На Западе многие государственные деятели (хотя и далеко не все) отказывались верить в возможность советско-германского сближения. Например, министр иностранных дел Польши Ю. Бек говорил, что не следует ожидать, вопреки циркулирующим слухам, сближения Берлина с Москвой, по крайней мере в ближайшем будущем. Легче Западу найти какое-то взаимопонимание со странами Оси, полагал Бек, чем нацистам с коммунистами — из-за фундаментальных расхождений в их идеологических доктринах, служащих основой внешней политики и Германии, и СССР[48]. Но вскоре польского министра постигло горькое разочарование.
К августу 1939 г., последнему предвоенному месяцу в Европе, отношениям между Германией и СССР было придано ускорение — наконец от взаимного зондирования позиций стороны перешли к их политической конкретизации.
С немецкой стороны решительный шаг был сделан 26 июля, который стал, констатировала Комиссия по политической и правовой оценке советско-германского договора о ненападении от 1939 года, образованная Съездом народных депутатов СССР, принципиально важным рубежом в двусторонних контактах — «на всех направлениях — и по объему, и по содержанию»[49].
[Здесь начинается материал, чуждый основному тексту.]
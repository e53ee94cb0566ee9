//! Artists

use crate::error::{Error, Result};
use crate::link::{Link, LinkType};
use crate::native::{Native, NativeHandle, RawHandle};

/// An artist in the Chorus catalog
#[derive(Debug, Clone)]
pub struct Artist {
    handle: NativeHandle,
}

impl Artist {
    /// Construct an artist from its link
    pub fn from_link(native: &Native, link: &Link) -> Result<Self> {
        if link.kind() != LinkType::Artist {
            return Err(Error::Link(link.to_string()));
        }
        let raw = native.call(|api| api.resolve(link.kind(), link.id()))?;
        Ok(Self {
            handle: NativeHandle::adopt(native.clone(), raw)?,
        })
    }

    /// Wrap an owned native reference
    pub fn from_handle(handle: NativeHandle) -> Self {
        Self { handle }
    }

    /// Link to this artist
    pub fn to_link(&self) -> Result<Link> {
        let (kind, id) = self.native().call(|api| api.identity(self.raw()))?;
        Ok(Link::new(kind, id))
    }

    /// Artist name; empty until loaded
    pub fn name(&self) -> String {
        self.native().call(|api| api.object_name(self.raw()))
    }

    /// Whether the artist's metadata has been fetched
    pub fn loaded(&self) -> bool {
        self.native().call(|api| api.object_loaded(self.raw()))
    }

    fn native(&self) -> &Native {
        self.handle.native()
    }

    fn raw(&self) -> RawHandle {
        self.handle.raw()
    }
}

impl PartialEq for Artist {
    fn eq(&self, other: &Self) -> bool {
        match (self.to_link(), other.to_link()) {
            (Ok(a), Ok(b)) => a == b,
            _ => false,
        }
    }
}

#[cfg(test)]
mod tests {
    use super::*;
    use crate::native::fixtures::FakeNative;

    #[test]
    fn link_round_trip() {
        let fake = FakeNative::new();
        fake.seed_artist("ar1", "Nine Inch Nails");
        let native = Native::new(Box::new(fake));

        let link = Link::new(LinkType::Artist, "ar1");
        let artist = Artist::from_link(&native, &link).unwrap();
        assert_eq!(artist.to_link().unwrap(), link);
        assert_eq!(artist.name(), "Nine Inch Nails");
        assert!(artist.loaded());
    }

    #[test]
    fn rejects_non_artist_links() {
        let fake = FakeNative::new();
        let native = Native::new(Box::new(fake));

        let link = Link::new(LinkType::Track, "t1");
        assert!(matches!(
            Artist::from_link(&native, &link),
            Err(Error::Link(_))
        ));
    }
}
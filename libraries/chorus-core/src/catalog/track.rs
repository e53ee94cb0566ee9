//! Tracks
//!
//! Tracks are browsable catalog entities that can also be played by
//! streaming. A track wrapper carries the playback offset its link was
//! created with, in milliseconds.

use crate::catalog::{Album, Artist, Playlist};
use crate::error::{Error, NativeError, Result};
use crate::link::{Link, LinkType};
use crate::native::{Native, NativeHandle, RawHandle};
use serde::{Deserialize, Serialize};
use std::time::Duration;

/// Track availability for the logged-in user
#[derive(Debug, Clone, Copy, PartialEq, Eq, Serialize, Deserialize)]
#[serde(rename_all = "snake_case")]
pub enum Availability {
    /// Not available
    Unavailable,
    /// Available for playback
    Available,
    /// In the catalog but not streamable
    NotStreamable,
    /// Withheld by the artist
    BannedByArtist,
}

/// Offline sync status of a track
#[derive(Debug, Clone, Copy, PartialEq, Eq, Serialize, Deserialize)]
#[serde(rename_all = "snake_case")]
pub enum OfflineStatus {
    /// Not marked for offline use
    No,
    /// Waiting to be downloaded
    Waiting,
    /// Currently downloading
    Downloading,
    /// Downloaded and playable offline
    Done,
    /// Download failed
    Error,
    /// Downloaded copy has expired
    DoneExpired,
    /// Downloaded copy needs re-syncing
    DoneResync,
}

/// The object behind a track, produced by [`Track::unwrapped`]
#[derive(Debug, Clone)]
pub enum Unwrapped {
    /// A regular track, unchanged
    Track(Track),
    /// The artist a placeholder stood for
    Artist(Artist),
    /// The album a placeholder stood for
    Album(Album),
    /// The playlist a placeholder stood for
    Playlist(Playlist),
}

/// A track in the Chorus catalog
#[derive(Debug, Clone)]
pub struct Track {
    handle: NativeHandle,
    offset_ms: u64,
}

impl Track {
    /// Construct a track from its link, keeping the link's offset
    pub fn from_link(native: &Native, link: &Link) -> Result<Self> {
        if link.kind() != LinkType::Track {
            return Err(Error::Link(link.to_string()));
        }
        let raw = native.call(|api| api.resolve(link.kind(), link.id()))?;
        Ok(Self {
            handle: NativeHandle::adopt(native.clone(), raw)?,
            offset_ms: link.offset_ms().unwrap_or(0),
        })
    }

    /// Wrap an owned native reference, with no playback offset
    pub fn from_handle(handle: NativeHandle) -> Self {
        Self {
            handle,
            offset_ms: 0,
        }
    }

    /// Create a local track.
    ///
    /// The native library tries to match local tracks against the catalog in
    /// the background. Matching is not guaranteed: a track that never matches
    /// stays [`Availability::Unavailable`] even once loaded, which is a
    /// normal unresolved state rather than an error.
    pub fn local(
        native: &Native,
        title: &str,
        artist: &str,
        album: Option<&str>,
        duration: Option<Duration>,
    ) -> Result<Self> {
        let duration_ms = duration.map_or(-1, |d| d.as_millis() as i64);
        let raw = native.call(|api| {
            api.local_track_create(title, artist, album.unwrap_or(""), duration_ms)
        })?;
        Ok(Self {
            handle: NativeHandle::adopt(native.clone(), raw)?,
            offset_ms: 0,
        })
    }

    /// Playback offset this track was created with, in seconds
    pub fn offset_seconds(&self) -> f64 {
        self.offset_ms as f64 / 1000.0
    }

    /// Link to this track, carrying its creation offset when non-zero
    pub fn to_link(&self) -> Result<Link> {
        let (kind, id) = self.native().call(|api| api.identity(self.raw()))?;
        let link = Link::new(kind, id);
        Ok(if self.offset_ms > 0 {
            link.with_offset_ms(self.offset_ms)
        } else {
            link
        })
    }

    /// Link to this track at a given offset in fractional seconds.
    ///
    /// Offsets are stored with millisecond precision; anything finer is
    /// discarded.
    pub fn to_link_at(&self, offset_seconds: f64) -> Result<Link> {
        let (kind, id) = self.native().call(|api| api.identity(self.raw()))?;
        Ok(Link::new(kind, id).with_offset_ms(Link::offset_ms_from_seconds(offset_seconds)))
    }

    /// Track name; empty until loaded
    pub fn name(&self) -> String {
        self.native().call(|api| api.object_name(self.raw()))
    }

    /// Track duration; zero until loaded
    pub fn duration(&self) -> Duration {
        Duration::from_millis(self.native().call(|api| api.track_duration_ms(self.raw())))
    }

    /// Popularity, 0 to 100
    pub fn popularity(&self) -> u8 {
        self.native().call(|api| api.track_popularity(self.raw()))
    }

    /// Disc number this track appears on
    pub fn disc(&self) -> u32 {
        self.native().call(|api| api.track_disc(self.raw()))
    }

    /// Position of the track on its disc
    pub fn index(&self) -> u32 {
        self.native().call(|api| api.track_index(self.raw()))
    }

    /// Load error, if loading the track failed
    pub fn status(&self) -> Option<NativeError> {
        self.native().call(|api| api.track_error(self.raw()))
    }

    /// Whether the track's metadata has been fetched
    pub fn loaded(&self) -> bool {
        self.native().call(|api| api.object_loaded(self.raw()))
    }

    /// Availability for the logged-in user
    pub fn availability(&self) -> Availability {
        self.native().call(|api| api.track_availability(self.raw()))
    }

    /// Whether [`availability`](Self::availability) is available
    pub fn available(&self) -> bool {
        self.availability() == Availability::Available
    }

    /// Offline sync status
    pub fn offline_status(&self) -> OfflineStatus {
        self.native().call(|api| api.track_offline_status(self.raw()))
    }

    /// Whether the logged-in user starred this track
    pub fn starred(&self) -> bool {
        self.native().call(|api| api.track_is_starred(self.raw()))
    }

    /// Star or unstar this track for the logged-in user
    pub fn set_starred(&self, starred: bool) -> Result<()> {
        self.native()
            .call(|api| api.session_star(self.raw(), starred))
    }

    /// Whether this is a local track
    pub fn is_local(&self) -> bool {
        self.native().call(|api| api.track_is_local(self.raw()))
    }

    /// Whether playback is autolinked to another track
    pub fn autolinked(&self) -> bool {
        self.native().call(|api| api.track_is_autolinked(self.raw()))
    }

    /// Whether this track is a placeholder standing in for another object.
    ///
    /// Playlists can contain entries that are not really tracks; such a
    /// placeholder carries the link of the object it stands for and has no
    /// track metadata of its own.
    pub fn is_placeholder(&self) -> bool {
        self.native().call(|api| api.track_is_placeholder(self.raw()))
    }

    /// Resolve a placeholder into the object it stands for.
    ///
    /// A regular track unwraps into itself. A placeholder whose link does not
    /// name an artist, album, or playlist is malformed native data and fails
    /// with [`Error::Link`].
    pub fn unwrapped(&self) -> Result<Unwrapped> {
        if !self.is_placeholder() {
            return Ok(Unwrapped::Track(self.clone()));
        }
        let link = self.to_link()?;
        match link.kind() {
            LinkType::Artist => Ok(Unwrapped::Artist(Artist::from_link(self.native(), &link)?)),
            LinkType::Album => Ok(Unwrapped::Album(Album::from_link(self.native(), &link)?)),
            LinkType::Playlist => {
                Ok(Unwrapped::Playlist(Playlist::from_link(self.native(), &link)?))
            }
            LinkType::Track | LinkType::User => Err(Error::Link(link.to_string())),
        }
    }

    /// The track actually used for playback; differs when autolinked
    pub fn playable_track(&self) -> Result<Track> {
        let raw = self.native().call(|api| api.track_playable(self.raw()))?;
        Ok(Track::from_handle(NativeHandle::adopt(
            self.native().clone(),
            raw,
        )?))
    }

    /// Album this track belongs to
    pub fn album(&self) -> Result<Album> {
        let raw = self.native().call(|api| api.track_album(self.raw()))?;
        Ok(Album::from_handle(NativeHandle::adopt(
            self.native().clone(),
            raw,
        )?))
    }

    /// First performing artist, if any
    pub fn artist(&self) -> Result<Option<Artist>> {
        Ok(self.artists()?.into_iter().next())
    }

    /// All performing artists
    pub fn artists(&self) -> Result<Vec<Artist>> {
        let count = self.native().call(|api| api.track_artist_count(self.raw()));
        let mut artists = Vec::with_capacity(count);
        for index in 0..count {
            let raw = self
                .native()
                .call(|api| api.track_artist(self.raw(), index))?;
            artists.push(Artist::from_handle(NativeHandle::adopt(
                self.native().clone(),
                raw,
            )?));
        }
        Ok(artists)
    }

    fn native(&self) -> &Native {
        self.handle.native()
    }

    fn raw(&self) -> RawHandle {
        self.handle.raw()
    }
}

impl PartialEq for Track {
    fn eq(&self, other: &Self) -> bool {
        match (self.to_link(), other.to_link()) {
            (Ok(a), Ok(b)) => a == b,
            _ => false,
        }
    }
}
В этот день К. Шнурре, который вел в Берлине переговоры по экономическим вопросам с временным поверенным в делах СССР в Германии Г.А. Астаховым, уединился с ним в кабинете одного из берлинских ресторанов. Здесь, за обедом, собеседники, по выражению Дж. Кеннана, «добрались до сути дела»[50]. Неожиданно Для советского представителя Шнурре стал развивать пространные мысли о перспективах советско-германских отношений. По его словам, руководители германской политики были преисполнены решимости «нормализовать и улучшить эти отношения». В условиях, продолжил Шнурре, когда «державы стоят на распутье, определяя, на какую сторону стать», Германия желала бы использовать все возможности, чтобы сблизиться с СССР. Но с советской стороны она не получает должного отклика, оставив без ответа германское предложение продлить или освежить Берлинский договор 1926 г.
Пораженный услышанным, советский дипломат спросил, не является ли услышанное им личной точкой зрения К. Шнурре. Ответ последовал тут же: «Неужели вы думаете… что я стал бы говорить вам все это, не имея прямых указаний свыше?» Далее, сообщал в НКИД СССР в тот же день Г.А. Астахов, «он подчеркнул, что именно такой точки зрения держится Риббентроп, который в точности знает мысли фюрера». Тем не менее Астахов выразил сомнение, что намечаемое изменение германской политики «носит серьезный, неконъюнктурный характер и рассчитано надолго вперед». На это последовало: «Скажите, каких доказательств вы хотите? Мы готовы на деле доказать возможность договориться по любым вопросам, дать любые гарантии. Мы не представляем себе, чтобы СССР было выгодно стать на сторону Англии и Польши, в то время как есть полная возможность договориться с нами».
«Чувствуя, что беседа заходит слишком далеко», доносил в тот же день в Москву Г.А. Астахов, «я перевел ее на более общие темы…». В частности, на тему антисоветской программы в книге Гитлера «Main Kampf» («Моя борьба»). На что К. Шнурре ответил, что Гитлер «прекрасно учитывает все изменения в мировой обстановке. Книга была написана 16 лет тому назад в совершенно других условиях. Сейчас фюрер думает иначе. Главный враг сейчас — Англия». Возвращаясь к основной теме беседы, К. Шнурре добавил к вышесказанному: «Мы считаем, что СССР и сейчас может стать на путь сближения с Германией и Италией, подобно тому как это имело место в так называемый рапалльский период. Этому способствует и то обстоятельство, что Германия и Италия хотя и боролись с коммунизмом, но настроены антикапиталистически..»[51]Ссылки К. Шнурре на изменение международной обстановки объясняют готовность германской стороны идти так далеко навстречу советской стороне, насколько это возможно — лишь бы предотвратить образование антигерманской коалиции в Европе и изолировать Польшу, нападение на которую было предрешено Гитлером. Об открывшихся таким образом возможностях для Советского Союза Г.А. Астахов писал в другом сообщении в Москву: «Я не сомневаюсь, что если бы мы захотели, мы могли втянуть немцев в далеко идущие переговоры, получив от них ряд заверений по интересующим нас вопросам». И пророчески добавил: «Какова была бы цена этим заверениям и на сколь долгий срок сохранили бы они свою силу, это, разумеется, вопрос другой»[52].
2 августа Г.А. Астахова, который посетил статс-секретаря МИДа Германии Э. Вайцзеккера, неожиданно захотел принять и министр иностранных дел И. Риббентроп. Последний, доносил в Москву советский дипломат, «приступил к монологу, продолжавшемуся свыше часа… Мне едва удалось вставить несколько реплик и замечаний».